» **AIM OF THE EXERCISE**
Copy the first line of the material below and every later line through the line containing "on their own.", without any other output.

» **DATA EXCERPTS**
# # #

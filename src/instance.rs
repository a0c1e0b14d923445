//! Rewriting a concrete instance document as builder calls.
//!
//! Round trip of the classifier's `location` machinery: a dashboard JSON
//! export comes in, a jsonnet program over the generated library comes out.
//! Properties whose value equals their declared default are elided, since
//! the builders assign those on their own.

use std::collections::BTreeMap;

use anyhow::{Context, Result};
use serde_json::{Map, Value};

use crate::classify::value_at;
use crate::defaults::{CompareError, Comparison};
use crate::render::{Language, field_name, jsonnet};
use crate::spec::{Schema, Spec};

// ————————————————————————————————————————————————————————————————————————————
// TYPES
// ————————————————————————————————————————————————————————————————————————————

/// A converted instance, plus everything the caller may want to report:
/// properties the comparator had no rule for, and the comparison trace.
#[derive(Debug)]
pub struct Conversion {
    pub text: String,
    pub skipped: Vec<CompareError>,
    pub trace: Vec<Comparison>,
}

// ————————————————————————————————————————————————————————————————————————————
// IMPLEMENTATION
// ————————————————————————————————————————————————————————————————————————————

/// Rewrite `instance` as a chain of builder calls for `root_name`.
pub fn convert(spec: &Spec, root_name: &str, instance: &Value) -> Result<Conversion> {
    let schema = spec
        .components
        .schemas
        .get(root_name)
        .with_context(|| format!("schema `{root_name}` not found in the spec document"))?;
    let values = instance
        .as_object()
        .with_context(|| format!("instance document for `{root_name}` is not an object"))?;
    let builder = jsonnet::plan(schema)?;
    let language = Language::Jsonnet;

    let mut skipped = Vec::new();
    let mut trace = Vec::new();

    let mut text = String::from("local lib = import 'main.libsonnet';\n\n");
    text.push_str(&format!(
        "lib.{}.new({})",
        language.object_name(root_name),
        constructor_args(schema, &builder, values, &mut skipped, &mut trace)?.join(", ")
    ));

    for setter in &builder.setters {
        let Some(value) = values.get(setter.target) else {
            continue;
        };
        if setter.params.is_empty() {
            // appenders rebuild arrays of objects element by element; a
            // whole value carrying them too would emit every element twice
            let mut remainder = value.clone();
            for appender in &builder.appenders {
                if appender.flat.location.len() > 1
                    && appender.flat.location.first() == Some(&setter.target)
                    && appender.flat.schema.is_object_array()
                {
                    prune(&mut remainder, &appender.flat.location[1..]);
                }
            }
            if remainder.as_object().is_some_and(Map::is_empty) {
                continue;
            }
            text.push_str(&format!(
                "\n  .{}({})",
                setter.accessor,
                encode(setter.target, &remainder)?
            ));
            continue;
        }
        let Some(sub_values) = value.as_object() else {
            continue;
        };
        let partition = setter.object.nested_simple_non_default(sub_values);
        let mut args = Vec::new();
        for flat in &partition.matched {
            let Some(value) = value_at(sub_values, &flat.location) else {
                continue;
            };
            let Some(param) = setter.params.iter().find(|p| p.flat.location == flat.location)
            else {
                continue;
            };
            args.push(format!("{}={}", param.name, encode(flat.name, value)?));
        }
        skipped.extend(partition.skipped);
        trace.extend(partition.trace);
        if args.is_empty() {
            continue;
        }
        text.push_str(&format!("\n  .{}({})", setter.accessor, args.join(", ")));
    }

    for appender in &builder.appenders {
        // scalar arrays already travel whole as constructor or setter
        // arguments; appenders reconstruct the element-by-element ones
        if !appender.flat.schema.is_object_array() {
            continue;
        }
        let Some(items) = appender.flat.schema.items.as_deref() else {
            continue;
        };
        let Some(value) = value_at(values, &appender.flat.location) else {
            continue;
        };
        let Some(elements) = value.as_array() else {
            continue;
        };
        for element in elements {
            let literal = element_literal(items, element, &mut skipped, &mut trace)?;
            text.push_str(&format!("\n  .{}({literal})", appender.accessor));
        }
    }

    text.push('\n');
    Ok(Conversion {
        text,
        skipped,
        trace,
    })
}

fn constructor_args(
    schema: &Schema,
    builder: &jsonnet::Builder<'_>,
    values: &Map<String, Value>,
    skipped: &mut Vec<CompareError>,
    trace: &mut Vec<Comparison>,
) -> Result<Vec<String>> {
    let partition = schema.top_level_simple_non_default(values);
    let mut args = Vec::new();
    for flat in &partition.matched {
        // a property can differ from its default by being absent; there is
        // no value to pass then
        let Some(value) = values.get(flat.name) else {
            continue;
        };
        let Some(param) = builder
            .constructor_params
            .iter()
            .find(|p| p.flat.name == flat.name)
        else {
            continue;
        };
        args.push(format!("{}={}", param.name, encode(flat.name, value)?));
    }
    skipped.extend(partition.skipped);
    trace.extend(partition.trace);
    Ok(args)
}

/// Inline object literal for one array element: non-default scalars by
/// comparison, composites and schema-unknown keys verbatim, read-only
/// fields dropped.
fn element_literal(
    items: &Schema,
    element: &Value,
    skipped: &mut Vec<CompareError>,
    trace: &mut Vec<Comparison>,
) -> Result<String> {
    let Some(values) = element.as_object() else {
        // a non-object element in an array of objects: reproduce verbatim
        return encode("item", element);
    };
    let mut fields: BTreeMap<String, String> = BTreeMap::new();

    let partition = items.top_level_simple_non_default(values);
    for flat in &partition.matched {
        if let Some(value) = values.get(flat.name) {
            fields.insert(field_name(flat.name), encode(flat.name, value)?);
        }
    }
    skipped.extend(partition.skipped);
    trace.extend(partition.trace);

    let properties = items.all_properties();
    for (name, schema) in &properties {
        if schema.read_only || schema.is_simple() {
            continue;
        }
        if let Some(value) = values.get(*name) {
            fields.insert(field_name(name), encode(name, value)?);
        }
    }
    for (name, value) in values {
        if !properties.contains_key(name.as_str()) {
            fields.insert(field_name(name), encode(name, value)?);
        }
    }

    if fields.is_empty() {
        return Ok("{}".to_string());
    }
    let rendered: Vec<String> = fields
        .into_iter()
        .map(|(name, value)| format!("{name}: {value}"))
        .collect();
    Ok(format!("{{ {} }}", rendered.join(", ")))
}

/// Drop the value at `location` from a cloned subtree.
fn prune(value: &mut Value, location: &[&str]) {
    match location {
        [] => {}
        [leaf] => {
            if let Some(map) = value.as_object_mut() {
                map.remove(*leaf);
            }
        }
        [head, rest @ ..] => {
            if let Some(next) = value.as_object_mut().and_then(|m| m.get_mut(*head)) {
                prune(next, rest);
            }
        }
    }
}

fn encode(property: &str, value: &Value) -> Result<String> {
    serde_json::to_string(value).with_context(|| format!("encoding value for `{property}`"))
}

// ————————————————————————————————————————————————————————————————————————————
// TESTS
// ————————————————————————————————————————————————————————————————————————————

# # #

» **YOUR RESPONSE**
filename src/instance.rs
repository a0c1e0b14d923445
//! Rewriting a concrete instance document as builder calls.
//!
//! Round trip of the classifier's `location` machinery: a dashboard JSON
//! export comes in, a jsonnet program over the generated library comes out.
//! Properties whose value equals their declared default are elided, since
//! the builders assign those on their own.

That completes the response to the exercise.